I cement Ag using Cu bars.
I add urea to reduce the ph of the solution(AgNO3+CuNOO3+H2O)
But the problem is that not all silver is cemented even after keeping it for more than 12 hrs.
So the remaining Ag I have to precipitate using NaCl.
I dont want AgCl as it increases work to be done and time and efforts.
Case 1
I add less Urea that means when ph is more Cu is dissolved more.
But amount of Ag is less or sometimes Ag is fully recovered.
Case 2
And if I add more Urea then ph is of course less but the amount of Ag remaining in sol is more.
So more AgCl which again has to be cemented 

So What Should be ideal ph ?
Any of time I have not CHECKED ph but now onwards I will Keep record of it
Regards 
Hrushi


----------



## Harold_V (Oct 31, 2009)

I have no idea why you need urea.
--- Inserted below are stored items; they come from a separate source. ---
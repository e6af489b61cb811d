//! Individual verification rules. Each returns at most one finding.

use super::truncation::TruncationOutcome;
use super::report::{Finding, RuleId, Severity};
use super::{Coverage, VerificationInput};
use crate::metrics::{period_equity, sharpe_ratio, turnover, SamplingFrequency, SummaryStats};
use crate::records::{EquityRecord, TradeRecord};
use serde_json::json;
use std::collections::BTreeSet;

/// Delisted share of the universe above which survivorship is flagged.
const MISSING_SYMBOL_FRACTION: f64 = 0.05;
/// Traded share of the universe below which cherry-picking is suspected.
const TRADED_SYMBOL_FRACTION: f64 = 0.10;
const MIN_UNIVERSE_FOR_CHERRY_PICKING: usize = 10;

fn diverges(reported: f64, recomputed: f64, tol: f64) -> bool {
    let diff = (reported - recomputed).abs();
    // NaN on either side counts as divergence.
    !(diff <= tol * recomputed.abs().max(1.0))
}

#[derive(Debug, Clone, Copy)]
pub(super) struct Drawdown {
    pub depth: f64,
    pub peak_timestamp: i64,
    pub trough_timestamp: i64,
}

/// Metrics re-derived from the records, independent of the summary.
#[derive(Debug, Clone)]
pub(super) struct Recomputed {
    pub frequency: Option<SamplingFrequency>,
    pub sharpe: Option<f64>,
    pub drawdown: Option<Drawdown>,
    /// (leverage, timestamp) at the worst sample.
    pub peak_leverage: Option<(f64, i64)>,
    pub turnover: Option<f64>,
}

impl Recomputed {
    pub fn from_equity(equity: &[EquityRecord], trades: &[TradeRecord]) -> Self {
        let periods = period_equity(equity);
        let timestamps: Vec<i64> = periods.iter().map(|&(t, _)| t).collect();
        let values: Vec<f64> = periods.iter().map(|&(_, v)| v).collect();
        let frequency = SamplingFrequency::infer(&timestamps);
        let sharpe = frequency.map(|f| sharpe_ratio(&values, f.annualization_factor()));

        let peak_leverage = equity
            .iter()
            .map(|rec| (rec.leverage(), rec.timestamp))
            .filter(|(lev, _)| !lev.is_nan())
            .fold(None, |worst: Option<(f64, i64)>, (lev, ts)| match worst {
                Some((w, _)) if w >= lev => worst,
                _ => Some((lev, ts)),
            });

        Self {
            frequency,
            sharpe,
            drawdown: drawdown_scan(&periods),
            peak_leverage,
            turnover: (!values.is_empty()).then(|| turnover(trades, &values)),
        }
    }
}

fn drawdown_scan(periods: &[(i64, f64)]) -> Option<Drawdown> {
    let (&(t0, v0), rest) = periods.split_first()?;
    let mut peak = (t0, v0);
    let mut worst = Drawdown {
        depth: 0.0,
        peak_timestamp: t0,
        trough_timestamp: t0,
    };
    for &(t, v) in rest {
        if v > peak.1 {
            peak = (t, v);
            continue;
        }
        if peak.1 > 0.0 {
            let depth = (peak.1 - v) / peak.1;
            if depth > worst.depth {
                worst = Drawdown {
                    depth,
                    peak_timestamp: peak.0,
                    trough_timestamp: t,
                };
            }
        }
    }
    Some(worst)
}

// ── Data presence ──

pub(super) fn missing_data(input: &VerificationInput<'_>) -> Option<Finding> {
    let mut problems: Vec<String> = input
        .load_errors
        .iter()
        .map(|e| format!("unreadable artifact {e}"))
        .collect();

    if input.summary.is_none() {
        problems.push("summary statistics missing".into());
    }
    if input.equity.is_empty() {
        problems.push("equity curve is empty".into());
    }
    if let Some(s) = input.summary {
        if s.trade_count > 0 && input.trades.is_empty() {
            problems.push(format!(
                "trade log is empty but summary reports {} trades",
                s.trade_count
            ));
        }
    }

    let bad_equity = input
        .equity
        .iter()
        .filter(|e| {
            ![e.equity, e.cash, e.net_exposure, e.gross_exposure]
                .iter()
                .all(|v| v.is_finite())
        })
        .count();
    if bad_equity > 0 {
        problems.push(format!("{bad_equity} equity samples have non-finite values"));
    }
    let bad_trades = input
        .trades
        .iter()
        .filter(|t| {
            !(t.quantity.is_finite() && t.price.is_finite() && t.commission.is_finite())
                || t.quantity <= 0.0
        })
        .count();
    if bad_trades > 0 {
        problems.push(format!("{bad_trades} trades have invalid quantity, price or commission"));
    }

    if problems.is_empty() {
        return None;
    }
    Some(
        Finding::new(
            RuleId::MissingData,
            Severity::Critical,
            format!("incomplete or malformed run output: {}", problems.join("; ")),
        )
        .with("problems", problems),
    )
}

// ── Look-ahead and ordering ──

/// A fill leaks when its decision saw information newer than the price it
/// executed at: a later bar, or the close of the bar it filled at the open of.
fn leaked(t: &TradeRecord) -> bool {
    (t.decision_timestamp, t.decision_phase) > (t.timestamp, t.reference)
}

pub(super) fn temporal_leakage(trades: &[TradeRecord]) -> Option<Finding> {
    let leaks: Vec<&TradeRecord> = trades.iter().filter(|t| leaked(t)).collect();
    let first = leaks.first()?;
    let max_lead = leaks
        .iter()
        .map(|t| t.decision_timestamp - t.timestamp)
        .max()
        .unwrap_or_default();
    let same_bar = leaks
        .iter()
        .filter(|t| t.decision_timestamp == t.timestamp)
        .count();

    Some(
        Finding::new(
            RuleId::TemporalLeakage,
            Severity::Critical,
            format!(
                "{} fills executed before the data their decision used was available",
                leaks.len()
            ),
        )
        .with("count", leaks.len())
        .with("first_fill_timestamp", first.timestamp)
        .with("first_decision_timestamp", first.decision_timestamp)
        .with("first_decision_phase", first.decision_phase.as_str())
        .with("first_fill_reference", first.reference.as_str())
        .with("first_symbol", first.symbol.as_str())
        .with("max_lead_seconds", max_lead)
        .with("same_bar_count", same_bar),
    )
}

fn first_inversion(timestamps: impl Iterator<Item = i64>) -> (usize, Option<usize>) {
    let mut count = 0;
    let mut first = None;
    let mut prev: Option<i64> = None;
    for (i, ts) in timestamps.enumerate() {
        if let Some(p) = prev {
            if ts < p {
                count += 1;
                first.get_or_insert(i);
            }
        }
        prev = Some(ts);
    }
    (count, first)
}

pub(super) fn chronological_order(
    trades: &[TradeRecord],
    equity: &[EquityRecord],
) -> Option<Finding> {
    let (trade_inversions, first_trade) = first_inversion(trades.iter().map(|t| t.timestamp));
    let (equity_inversions, first_equity) = first_inversion(equity.iter().map(|e| e.timestamp));
    if trade_inversions + equity_inversions == 0 {
        return None;
    }
    let mut f = Finding::new(
        RuleId::ChronologicalOrder,
        Severity::Critical,
        format!(
            "records out of time order: {trade_inversions} in trade log, {equity_inversions} in equity curve"
        ),
    )
    .with("trade_inversions", trade_inversions)
    .with("equity_inversions", equity_inversions);
    if let Some(i) = first_trade {
        f = f.with("first_trade_index", i);
    }
    if let Some(i) = first_equity {
        f = f.with("first_equity_index", i);
    }
    Some(f)
}
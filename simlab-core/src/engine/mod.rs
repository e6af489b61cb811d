//! Engine: cost model, execution simulator, market view, driver.

pub mod cost_model;
pub mod driver;
pub mod error;
pub mod execution;
pub mod fault;
pub mod view;

pub use cost_model::CostModel;
pub use driver::{BacktestDriver, DriverConfig, RunOutput, SymbolSpan};
pub use error::{require_non_negative, require_positive, EngineError, ParameterError, RunState};
pub use execution::{
    ExecutionConfig, ExecutionReport, ExecutionSimulator, PartialFillModel, RejectReason, Rejection,
};
pub use fault::FaultProfile;
pub use view::{MarketView, Tape};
I recovered silver from a nitrate solution for years on end, never paying any attention to the pH. I knew it was acidic, and, if fact, tended to perform better if there was a touch of free nitric present. 

One thing you should consider is the fact that when you cement silver, the early cemented silver drags down considerable silver nitrate. It is held captive by the cemented silver and will be liberated only if you give it reason. When your silver has been cemented down, it's always a good idea to use a gloved hand and stir the material vigorously. That will almost always liberate silver nitrate, which will then be cemented on the copper. 

Make sure you have a generous amount of copper present. The greater the surface area, the faster will be the recovery. It would be totally unreasonable for me to find silver still in solution after twelve hours. A full day would provide 100% silver recovery, along with any traces of platinum or palladium that hitched a ride. If you aren't enjoying similar success, I suggest you investigate your procedure. You're doing something very wrong. 

Harold


----------



## Oz (Oct 31, 2009)

Harold_V said:


> When your silver has been cemented down, it's always a good idea to use a gloved hand and stir the material vigorously



I have on more than one occasion had to appear at a social occasion with the brown dots on the fingernails or black on the skin from silver nitrate without gloves.

I cannot understand the urea either Harold, as it is an inhibitor of nitric. If you are cementing silver on copper in nitric the cementation is not complete IMHO until the nitric solution is saturated with copper. I agree completely with Harold that the surface area of copper exposed to the solution is the key to speed, short of heat (I do not recommend heat for most cementations). 

My hat is off to you Harold as I had never considered the entrapment of silver nitrate solute within the silver cemented. I have not perhaps seen evidence of this when casting anodes as I stir often, but for the purpose of settling for decantation rather than freeing solute.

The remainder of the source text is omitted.